Martin Seng, MBA ’20, wrote this post on behalf of his team for the Olin Blog.
Our client founded a nonprofit and is a former owner of an affordable housing property located in southwest Atlanta.
When I first started to work with our client, I was excited and nervous at the same time. I was excited because I finally was selected to work on a CEL practicum project, but also nervous because I had no knowledge of real estate and affordable housing. I wanted to work for my client because I shared his vision of making a positive impact in the community and I was passionate about helping low-income families.
The project is divided into four phases: initial steps, research, visiting our client’s site in Atlanta and working on the final presentation. Team members Max Dougherty, Erik Andrew, Bingze Xu, Kristen Xie and Katherine Teng met each other during the CEL kickoff on September 13. We liked each other instantly because we all had the same passion to help our client replicate his model in other communities.
Sizing up the work
A week later, we had the opportunity to meet our client, who is a WashU alum, and had flown up from Atlanta in the morning. We had a fruitful meeting and we discussed the scope and the objectives for the project so we could start working on the statement of work. We were able to submit the statement of work within two weeks of meeting the client and then proceeded to the second phase of the project: research.
Since we had so many topics and areas to research on, Max delegated tasks to our team members to research on the affordable housing space and also to look at nonprofit and for-profit housing providers.
We also had to research primary and secondary sources to identify the tactics and procedures used by our client to create positive financial and social outcomes in his property. In addition to that, we had to come up with questions to ask leading individuals in the affordable housing space so that we could learn about their best practices as well as pain points.
The third phase of our project was going down to Atlanta to visit the property.
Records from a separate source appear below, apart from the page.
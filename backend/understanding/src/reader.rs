//! Collaborator selection: routes each document to the recognizer that can
//! read it, then hands the text to the extractor.

use std::sync::Arc;

use aegis_core::document::extension_of;
use aegis_core::{AegisError, Document, DocumentKind, ExtractedRecord, TextFragments, TextRecognizer};
use async_trait::async_trait;
use tracing::{debug, info};

use crate::extractor::extract_fields;
use crate::ocr::{OcrSettings, TesseractRecognizer};
use crate::plain_text::PlainTextReader;

/// Ordered set of recognizers; the first one supporting a document kind wins.
#[derive(Clone, Default)]
pub struct DocumentReader {
    recognizers: Vec<Arc<dyn TextRecognizer>>,
}

impl DocumentReader {
    pub fn new() -> Self {
        Self::default()
    }

    /// Standard set: tesseract for PDFs and images, direct reading for text.
    pub fn from_settings(settings: OcrSettings) -> Self {
        Self::new()
            .with_recognizer(Arc::new(TesseractRecognizer::new(settings)))
            .with_recognizer(Arc::new(PlainTextReader))
    }

    pub fn with_recognizer(mut self, recognizer: Arc<dyn TextRecognizer>) -> Self {
        self.recognizers.push(recognizer);
        self
    }

    pub fn recognizer_for(&self, kind: DocumentKind) -> Option<&Arc<dyn TextRecognizer>> {
        self.recognizers.iter().find(|r| r.supports(kind))
    }

    /// Names of the registered recognizers, in priority order.
    pub fn names(&self) -> Vec<String> {
        self.recognizers.iter().map(|r| r.name().to_string()).collect()
    }
}

#[async_trait]
impl TextRecognizer for DocumentReader {
    fn name(&self) -> &str {
        "document_reader"
    }

    fn supports(&self, kind: DocumentKind) -> bool {
        self.recognizer_for(kind).is_some()
    }

    async fn recognize(&self, document: &Document) -> Result<TextFragments, AegisError> {
        let recognizer = self.recognizer_for(document.kind).ok_or_else(|| {
            AegisError::UnsupportedFormat {
                extension: extension_of(&document.filename),
            }
        })?;
        debug!(
            kind = document.kind.as_str(),
            recognizer = recognizer.name(),
            "Dispatching document"
        );
        recognizer.recognize(document).await
    }
}

/// Read a document with `recognizer` and extract its fields.
pub async fn process_document(
    recognizer: &dyn TextRecognizer,
    document: &Document,
) -> Result<ExtractedRecord, AegisError> {
    let fragments = recognizer.recognize(document).await?;
    let record = extract_fields(&fragments);
    info!(
        kind = document.kind.as_str(),
        bytes = document.len(),
        fields_found = record.fields_found(),
        confidence = record.confidence_score,
        "Processed document"
    );
    Ok(record)
}

#[cfg(test)]
mod tests {
    use super::*;

    #[test]
    fn standard_set_covers_every_kind() {
        let reader = DocumentReader::from_settings(OcrSettings::default());
        assert_eq!(reader.names(), ["tesseract", "plain_text"]);
        for kind in [DocumentKind::Pdf, DocumentKind::Image, DocumentKind::PlainText] {
            assert!(reader.supports(kind), "{kind:?}");
        }
        assert_eq!(
            reader.recognizer_for(DocumentKind::PlainText).map(|r| r.name().to_string()),
            Some("plain_text".to_string())
        );
    }

    #[tokio::test]
    async fn empty_reader_rejects_documents() {
        let document = Document::new("marks.txt", b"GPA 3.9".to_vec()).unwrap();
        let err = DocumentReader::new().recognize(&document).await.unwrap_err();
        assert!(matches!(err, AegisError::UnsupportedFormat { ref extension } if extension == "txt"));
    }

    #[tokio::test]
    async fn processes_text_document_end_to_end() {
        let reader = DocumentReader::new().with_recognizer(Arc::new(PlainTextReader));
        let document = Document::new(
            "statement.txt",
            "Candidate: Arjun Kumar Das\nPercentage: 86.4\nAvailable Balance: INR 7,10,000\n"
                .as_bytes()
                .to_vec(),
        )
        .unwrap();
        let record = process_document(&reader, &document).await.unwrap();
        assert_eq!(record.name.as_deref(), Some("Arjun Kumar Das"));
        assert_eq!(record.grade.as_deref(), Some("86.4"));
        assert_eq!(record.balance.as_deref(), Some("710000"));
    }
}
Our client was kind enough to plan our trip and invited leading experts in the real estate and affordable housing industry as well as his business partners to spend time with us. Before going to Atlanta, we had thoroughly researched the background of the experts and business partners so that we had a fruitful and engaging conversation.
We also maximized our brief time to immerse ourselves with the property and interact with the residents and the property managers to get a better feel of the property and also our client’s property management techniques as well as his mission.
The fourth and final phase of the project was working on the final presentation. After coming back from Atlanta, we began to work on our final paper, which was a deliverable for our project. We spent a lot of time streamlining our paper while creating slides for our practice final presentation.
During our practice final, Professor David Polodian and faculty adviser Karen Bedell gave us valuable feedback about our projects. We then incorporated David’s and Karen’s suggestions into our presentation and used the next two weeks to streamline our deliverable, check in with our client one more time to make sure whether he was satisfied with our progress, and also practice our presentation.
Our team learned so much about real estate and the affordable housing space. We were able to incorporate all of the core values in Olin: integrity, collaboration, diversity, leadership, and excellence. We worked very well together, and we were able to deliver a high-quality final product and a presentation using the vast skillsets that we possessed.
We used a lot of outside resources as well as sought help from Professor Rich Ryffel at Olin and Professor Heather Cameron at the Brown School. We all have diverse backgrounds: Max has an extensive background in crop science; Erik was in the military; Bing studied finance in college; both Kristen and Katherine are customer analytics students who are adept at data analysis.
We also had two natural-born leaders in Erik and Max who were constantly motivating the team and also helping us out whenever we faced any obstacles. We also were able to meet three of the five pillars of excellence: data-driven, values-based and experiential.
We used data from a litany of sources and utilized our previous work and academic experience in our research and the final product.
In addition to that, we were able to deliver tangible value to our client and he was able to come away from the final presentation learning ways he could implement his model and also an evidence-based document that backs up his philosophy and his property management techniques.
This experience was completely different from other classes because we were working with a real-life client and solving real-life problems in less than 14 weeks.
Pictured above: Rich Ryffel, Olin faculty/CEL faculty adviser; Bingze Xu, MSCA ’19; Lael Bialek, MBA ’20; Erik Andrew, MBA ’20; Max Dougherty, EMBA ’20; Brent Sobol, client; Kristen Xie, MSCA ’19; Zing Teng, MSCA ’19; Martin Seng, MBA x’20; and two client representatives.